NU Haramkan Perampasan Tanah Rakyat oleh Negara
Nahdlatul Ulama (NU) mengharamkan perampasan tanah rakyat yang dilakukan oleh negara. Hal itu merupakan keputusan yang diambil dalam Komisi Bahtsul Masail Ad-Diniyah Al-Waqi'iyah Muktamar Ke-34 NU pada 22-24 Desember 2021 lalu.
Tanah yang sudah ditempati rakyat selama bertahun-tahun, meski belum mendapatkan rekognisi status kepemilikannya oleh negara, tidak boleh diambil oleh pemerintah.

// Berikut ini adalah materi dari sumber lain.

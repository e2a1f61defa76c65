//! # moments
//!
//! Public server: feed, submissions, reports, and optionally the built
//! frontend. Storage is chosen by `database.url`.

use anyhow::Context;
use api_adapters::web::{self, middleware, AppState};
use axum::http::Method;
use domains::KeepResolution;
use secrecy::ExposeSecret;

#[tokio::main]
async fn main() -> anyhow::Result<()> {
    let settings = configs::load().context("loading configuration")?;
    configs::init_tracing(&settings.log);

    let repo = storage_adapters::connect(
        settings.database.url.expose_secret(),
        settings.database.max_connections,
    )
    .await
    .context("connecting to the post store")?;

    let keep = if settings.moderation.restore_on_keep {
        KeepResolution::Restore
    } else {
        KeepResolution::ClearFlag
    };
    let state = AppState::new(repo, keep);

    let mut router = web::public_router(state);
    if let Some(dist_dir) = settings.frontend.dist_dir.as_deref() {
        tracing::info!(dir = %dist_dir.display(), "serving frontend bundle");
        router = middleware::with_frontend(router, dist_dir);
    }
    let cors = middleware::cors_policy(
        settings.cors.allowed_origin.as_deref(),
        vec![Method::GET, Method::POST, Method::OPTIONS],
    );
    let router = middleware::with_standard_layers(router, cors);

    web::serve(router, (settings.server.host.as_str(), settings.server.port))
        .await
        .context("public server failed")?;
    Ok(())
}
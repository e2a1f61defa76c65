//! # moments-admin
//!
//! Moderator API: the review queue plus delete and keep resolutions. Shares
//! the post store with the public server.

use anyhow::Context;
use api_adapters::web::{self, middleware, AppState};
use axum::http::Method;
use domains::KeepResolution;
use secrecy::ExposeSecret;

#[tokio::main]
async fn main() -> anyhow::Result<()> {
    let settings = configs::load().context("loading configuration")?;
    configs::init_tracing(&settings.log);

    let repo = storage_adapters::connect(
        settings.database.url.expose_secret(),
        settings.database.max_connections,
    )
    .await
    .context("connecting to the post store")?;

    let keep = if settings.moderation.restore_on_keep {
        KeepResolution::Restore
    } else {
        KeepResolution::ClearFlag
    };
    tracing::info!(?keep, "keep resolution");
    tracing::warn!(
        host = %settings.admin.host,
        "admin API has no authentication; keep it off public networks"
    );

    let cors = middleware::cors_policy(
        settings.admin.allowed_origin.as_deref(),
        vec![Method::GET, Method::PUT, Method::DELETE, Method::OPTIONS],
    );
    let router = middleware::with_standard_layers(web::admin_router(AppState::new(repo, keep)), cors);

    web::serve(router, (settings.admin.host.as_str(), settings.admin.port))
        .await
        .context("admin server failed")?;
    Ok(())
}
//! # Axum web layer
//!
//! Two routers over the same services: the public API the frontend talks to,
//! and the admin API the moderator dashboard talks to. Each binary serves one
//! of them.

pub mod error;
pub mod handlers;
pub mod middleware;

use std::sync::Arc;

use axum::routing::{delete, get, post, put};
use axum::Router;
use domains::{KeepResolution, PostRepository};
use services::{ModerationService, PostService};
use tokio::net::{TcpListener, ToSocketAddrs};
use tokio::signal;
use tracing::{error, info};

use crate::metrics::Metrics;

/// State shared across all request handlers.
#[derive(Clone)]
pub struct AppState {
    pub posts: Arc<PostService>,
    pub moderation: Arc<ModerationService>,
    pub metrics: Arc<Metrics>,
}

impl AppState {
    pub fn new(repo: Arc<dyn PostRepository>, keep: KeepResolution) -> Self {
        Self {
            posts: Arc::new(PostService::new(Arc::clone(&repo))),
            moderation: Arc::new(ModerationService::new(repo, keep)),
            metrics: Arc::new(Metrics::new()),
        }
    }
}

/// Feed, submission, and reporting.
pub fn public_router(state: AppState) -> Router {
    Router::new()
        .route("/posts/feed", get(handlers::public::feed))
        .route("/create/post", post(handlers::public::create_post))
        .route("/place/{id}/report", post(handlers::public::report_post))
        .route("/metrics", get(handlers::metrics))
        .with_state(state)
}

/// Review queue and moderator resolutions.
pub fn admin_router(state: AppState) -> Router {
    Router::new()
        .route("/reported", get(handlers::admin::reported))
        .route("/{id}/delete", delete(handlers::admin::delete_post))
        .route("/{id}/keep", put(handlers::admin::keep_post))
        .route("/metrics", get(handlers::metrics))
        .with_state(state)
}

/// Binds `addr` and serves `router` until Ctrl+C or SIGTERM.
pub async fn serve(router: Router, addr: impl ToSocketAddrs) -> std::io::Result<()> {
    let listener = TcpListener::bind(addr).await?;
    info!(address = %listener.local_addr()?, "server listening");

    axum::serve(listener, router)
        .with_graceful_shutdown(shutdown_signal())
        .await?;

    info!("server stopped");
    Ok(())
}

async fn shutdown_signal() {
    let ctrl_c = async {
        match signal::ctrl_c().await {
            Ok(()) => info!("received Ctrl+C, shutting down"),
            Err(e) => {
                error!(error = %e, "failed to listen for Ctrl+C");
                std::future::pending::<()>().await;
            }
        }
    };

    #[cfg(unix)]
    let terminate = async {
        match signal::unix::signal(signal::unix::SignalKind::terminate()) {
            Ok(mut stream) => {
                stream.recv().await;
                info!("received terminate signal, shutting down");
            }
            Err(e) => {
                error!(error = %e, "failed to install SIGTERM handler");
                std::future::pending::<()>().await;
            }
        }
    };

    #[cfg(not(unix))]
    let terminate = std::future::pending::<()>();

    tokio::select! {
        _ = ctrl_c => {},
        _ = terminate => {},
    }
}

"Tanah yang sudah dikelola oleh rakyat selama bertahun-tahun baik melalui proses iqtha' (redistribusi lahan) oleh pemerintah atau ihya' (pengelolaan lahan), maka pemerintah haram mengambil tanah tersebut," kata Ketua Komisi Bahtsul Masail Ad-Diniyah Al-Waqi'iyah Muktamar NU, Abdul Ghofur Maimoe dalam keterangan resmi.
Ghofur menjelaskan bahwa pembahasan perampasan tanah hingga membuahkan keputusan berangkat dari ketimpangan penguasaan lahan yang terjadi selama puluhan tahun di Indonesia.
Pembahasan ini juga berangkat dari konflik-konflik agraria yang melibatkan masyarakat dan negara belakangan ini.
Ghofur mengatakan bahwa pemerintah tidak boleh mengambil lahan yang sudah dikelola oleh rakyat selama bertahun-tahun baik melalui proses iqtha' oleh pemerintah maupun ihya'.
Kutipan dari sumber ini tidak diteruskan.